The breakfast show is the most important slot on a radio station's schedule. Everyone knows that. Especially since the Chris's, Evans and Tarrant, went out of their way to prove the fact.
Virgin Radio's early dependence on Evans was startling, as was the void created by his trademark noisy departure. Over the past one-and-a-half years, the station has used four presenters and three formats trying to replace him.
Capital Radio Group eventually persuaded Tarrant to see out the last year of his contract in the breakfast chair at its flagship station. However, his public procrastinations had an unsettling effect, both on listeners and advertisers.
So why does the behaviour of presenters such as Tarrant and Evans have so strong a bearing on the fortunes of radio stations? Why is it so important to get the morning show right?
Traditional wisdom states that if you can get a listener's attention at breakfast, they'll be yours for the rest of the day. This is why stations strive to fill the morning slot with their hottest talent. This is why advertisers are charged a premium for this slot. And this is why the stock market gets twitchy when the morning show doesn't work out.
But the Tarrant affair also highlighted how dangerous it can be to rely too heavily on the services of one employee. If Tarrant had left 95.8 Capital FM, who would have replaced him? How badly would audience share and, therefore, revenues have suffered in the process?
Emap's broadcast sales director, Tim Bleakly, believes every station should have a succession plan. "Having just one star who will deliver at breakfast and not developing a transition is commercial suicide, particularly if your sales strategy and policy has been based on that talent and what they deliver," he says.
But surely it's much easier for a station to find a successor if it has a schedule full of talented DJs and entertaining shows? Some stations will happily load their midday, afternoon and evening schedules with niche programming or endless music sweeps. They then wonder why they've no-one equipped to step up and deal with the busy aesthetics and high production values of the morning show.
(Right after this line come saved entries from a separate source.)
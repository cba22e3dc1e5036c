// src/collect/mod.rs
pub mod providers;
pub mod rate_limit;
pub mod scheduler;
pub mod types;

use std::collections::BTreeMap;

use anyhow::Result;
use chrono::{DateTime, Utc};
use metrics::{counter, describe_counter, describe_gauge, gauge};
use once_cell::sync::OnceCell;

use crate::collect::providers::{
    build_http_client, google_news_rss::GoogleNewsRss, naver_autocomplete::NaverAutocomplete,
    naver_news::NaverNewsScraper, naver_shopping::NaverShopping, news_api::NewsApiHeadlines,
    youtube::YoutubePopular,
};
use crate::collect::rate_limit::RequestPacer;
use crate::collect::types::TextFeed;
use crate::config::AppConfig;
use crate::keywords::{aggregate, extract_all, score_tokens, score_tokens_with_weight};
use crate::source_weights;
use crate::store::{StoreResult, TrendStore};
use crate::types::{KeywordScore, Source, TrendSnapshot};

pub const HYBRID_ENGINE: &str = "hybrid";
pub const REALTIME_PERIOD: &str = "realtime";
/// Source identifier the headline job is weighted as.
pub const HEADLINE_FEED: &str = "google_rss";

/// One-time metrics registration (so series show up on /metrics).
pub fn ensure_metrics_described() {
    static ONCE: OnceCell<()> = OnceCell::new();
    ONCE.get_or_init(|| {
        describe_counter!("collect_runs_total", "Completed collection cycles.");
        describe_counter!(
            "collect_provider_errors_total",
            "Upstream fetch/parse failures, downgraded to empty contributions."
        );
        describe_counter!(
            "collect_keywords_total",
            "Keywords produced per source list."
        );
        describe_gauge!("collect_last_run_ts", "Unix ts of the last collection cycle.");
    });
}

/// Decode entities, strip tags, collapse whitespace.
pub fn normalize_text(s: &str) -> String {
    let mut out = html_escape::decode_html_entities(s).to_string();

    static RE_TAGS: OnceCell<regex::Regex> = OnceCell::new();
    let re_tags = RE_TAGS.get_or_init(|| regex::Regex::new(r"(?is)</?[^>]+>").expect("static regex"));
    out = re_tags.replace_all(&out, "").to_string();

    out.split_whitespace().collect::<Vec<_>>().join(" ")
}

/// Collector job for one source: every feed is fetched in turn, failures are
/// logged and contribute nothing, the pooled text is scored once.
pub struct Collector {
    source: Source,
    feeds: Vec<Box<dyn TextFeed>>,
    top_k: usize,
}

impl Collector {
    pub fn new(source: Source, feeds: Vec<Box<dyn TextFeed>>, top_k: usize) -> Self {
        Self { source, feeds, top_k }
    }

    pub fn source(&self) -> Source {
        self.source
    }

    /// Raw texts from all feeds; a failing feed yields nothing.
    pub async fn gather_texts(&self) -> Vec<String> {
        let mut texts = Vec::new();
        for feed in &self.feeds {
            match feed.fetch_texts().await {
                Ok(mut v) => {
                    tracing::debug!(provider = feed.name(), texts = v.len(), "feed fetched");
                    texts.append(&mut v);
                }
                Err(e) => {
                    tracing::warn!(error = ?e, provider = feed.name(), source = %self.source, "provider error");
                    counter!("collect_provider_errors_total", "provider" => feed.name()).increment(1);
                }
            }
        }
        texts
    }

    pub async fn collect(&self) -> Vec<KeywordScore> {
        let texts = self.gather_texts().await;
        let tokens = extract_all(&texts);
        let out = score_tokens(&tokens, self.source, self.top_k);
        counter!("collect_keywords_total", "source" => self.source.as_str()).increment(out.len() as u64);
        out
    }
}

/// The four source collectors plus the standalone Google News headline job.
pub struct CollectionPipeline {
    collectors: Vec<Collector>,
    headline: Collector,
    pacer: RequestPacer,
    combined_top_k: usize,
}

impl CollectionPipeline {
    pub fn new(
        collectors: Vec<Collector>,
        headline: Collector,
        pacer: RequestPacer,
        combined_top_k: usize,
    ) -> Self {
        Self {
            collectors,
            headline,
            pacer,
            combined_top_k,
        }
    }

    /// Wire the production feeds from config.
    pub fn from_config(cfg: &AppConfig) -> Result<Self> {
        let s = &cfg.settings;
        let creds = &cfg.credentials;
        let http = build_http_client(s.http_timeout())?;

        let news = Collector::new(
            Source::News,
            vec![
                Box::new(NewsApiHeadlines::new(http.clone(), creds.news_api_key.clone())),
                Box::new(NaverNewsScraper::new(http.clone())),
            ],
            s.source_top_k,
        );
        let social = Collector::new(
            Source::Social,
            vec![Box::new(YoutubePopular::new(http.clone(), creds.youtube_api_key.clone()))],
            s.source_top_k,
        );
        let shopping = Collector::new(
            Source::Shopping,
            vec![Box::new(NaverShopping::new(http.clone(), creds.naver()))],
            s.source_top_k,
        );
        let search = Collector::new(
            Source::Search,
            vec![Box::new(NaverAutocomplete::new(http.clone()))],
            s.source_top_k,
        );
        let headline = Collector::new(
            Source::News,
            vec![Box::new(GoogleNewsRss::new(http))],
            s.headline_top_k,
        );

        Ok(Self::new(
            vec![news, social, shopping, search],
            headline,
            RequestPacer::new(s.request_interval()),
            s.combined_top_k,
        ))
    }

    /// Run every collector in order, paced, and build the hybrid snapshot.
    pub async fn collect_hybrid(&self) -> TrendSnapshot {
        ensure_metrics_described();
        tracing::info!(target: "collect", collectors = self.collectors.len(), "hybrid collection started");

        let mut sources = BTreeMap::new();
        for c in &self.collectors {
            self.pacer.acquire().await;
            let list = c.collect().await;
            tracing::info!(target: "collect", source = %c.source(), keywords = list.len(), "source collected");
            sources.insert(c.source(), list);
        }

        let combined = aggregate(
            self.collectors
                .iter()
                .filter_map(|c| sources.get(&c.source()).map(Vec::as_slice)),
            self.combined_top_k,
        );

        let now = Utc::now();
        counter!("collect_runs_total").increment(1);
        gauge!("collect_last_run_ts").set(now.timestamp() as f64);
        tracing::info!(target: "collect", combined = combined.len(), "hybrid collection finished");

        TrendSnapshot {
            engine: HYBRID_ENGINE.to_string(),
            period: REALTIME_PERIOD.to_string(),
            collected_at: now,
            sources,
            combined,
        }
    }

    /// Google News RSS keywords, or `None` when the feed failed or was empty.
    ///
    /// Scored as the `google_rss` feed (no table weight, 1.0) and filed under `news`.
    pub async fn collect_headlines(&self) -> Option<Vec<KeywordScore>> {
        ensure_metrics_described();
        self.pacer.acquire().await;
        let texts = self.headline.gather_texts().await;
        if texts.is_empty() {
            return None;
        }
        let tokens = extract_all(&texts);
        Some(score_tokens_with_weight(
            &tokens,
            self.headline.source(),
            source_weights::weight_for(HEADLINE_FEED),
            self.headline.top_k,
        ))
    }
}

/// Snapshot holding a single source list; `combined` is that list re-tagged.
pub fn single_source_snapshot(
    source: Source,
    list: Vec<KeywordScore>,
    period: &str,
    collected_at: DateTime<Utc>,
    top_k: usize,
) -> TrendSnapshot {
    let combined = aggregate([list.as_slice()], top_k);
    let mut sources = BTreeMap::new();
    sources.insert(source, list);
    TrendSnapshot {
        engine: source.as_str().to_string(),
        period: period.to_string(),
        collected_at,
        sources,
        combined,
    }
}

/// Full cycle: collect, persist the hybrid snapshot and every non-empty
/// per-source snapshot. Provider failures never fail the cycle; storage does.
pub async fn run_cycle(pipeline: &CollectionPipeline, store: &dyn TrendStore) -> StoreResult<TrendSnapshot> {
    let snapshot = pipeline.collect_hybrid().await;

    store.save(HYBRID_ENGINE, REALTIME_PERIOD, &snapshot).await?;

    for (source, list) in &snapshot.sources {
        if list.is_empty() {
            continue;
        }
        let single = single_source_snapshot(
            *source,
            list.clone(),
            REALTIME_PERIOD,
            snapshot.collected_at,
            pipeline.combined_top_k,
        );
        store.save(source.as_str(), REALTIME_PERIOD, &single).await?;
    }

    Ok(snapshot)
}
"The balance in the afternoons has got to move away from 'ten songs in a row' radio," Mark Story, the Kiss and Magic managing director, says. "We have got to make our stations entertaining all the time."
Story, who is also the Emap managing director for radio, cut his teeth on breakfast shows, having worked with Tarrant on his first show for Capital in 1987. "The entertaining breakfast and continual music model just isn't good enough any more," he says.
Chris Bennett, the sales director of the Capital Radio Group, shares the belief that more effort should be put into schedules as a whole. He believes radio advertising will only feature more heavily in the marketing mix if stations improve their offering across the board.
"Advertisers are looking to become more targeted," he says. "But in the same way they still want to advertise on TV during James Bond films and Coronation Street, they still want to advertise on radio during the breakfast show. It's our peak product. That said, radio is no longer a 2 per cent medium. It's worth 6 per cent of display and we want to get that up to about 8 or 10 per cent, and you're not going to do that with just a strong breakfast show. Many advertisers will say, 'great breakfast show, but it's no good to me because you've got nothing else to offer'."
Another possible threat to the dominance of the breakfast show is digital radio. The ease of station surfing using a digital set may see an end to the days when listeners stay locked to one station from morning to night.
The head of radio at MediaVest, Mark Helm, is not convinced. "Digital radio may aid promiscuity in terms of radio listening, but that is so far off at the moment," he says. "I don't think that it's anything we currently need to concern ourselves with. Besides which, if you look at pre-sets in cars, people have eight or ten, but only tend to use three or four of them. Listeners tend to be quite loyal to a station, considering the portfolio that's available to them."
Helm still sees the breakfast show as must-have airtime for advertisers.
"I looked into what percentage of audience I would lose on a station if I only bought the breakfast," he says. "The answer was only 20 per cent." However, he does acknowledge that morning shows may not be the ideal platform for every product. For example, video rental companies would be much better served advertising on a drive-time show.
Breakfast shows are also not ideal for every type of marketing strategy.
Markettiers4dc specialises in brokering radio sponsorships and promotions, and its marketing manager, Simon Saunders, feels breakfast shows don't always serve his needs as well as they could. "There tends to be a hell of a lot going on during breakfast shows," he says. "Therefore, stations don't tend to spend a lot of time on competitions during them. Outside of the breakfast slot, presenters don't get to see much of the promotional spend. However, they do tend to give you better treatment for promotions and competitions than their breakfast show colleagues."
The importance of the breakfast show isn't as clear cut as it seems.
Not every station relies on it for the lion's share of its revenue. For smaller stations, such as Jazz FM or talkSPORT in its early days, it's often prudent to compete during other time slots, where big rivals are weaker.
Nevertheless, the morning show is still the big money maker and the best means with which to pull in a loyal following. While this remains the case, radio groups can be forgiven for making breakfast their priority.
However, if they do so at the expense of their entire schedule, they do so at their own risk.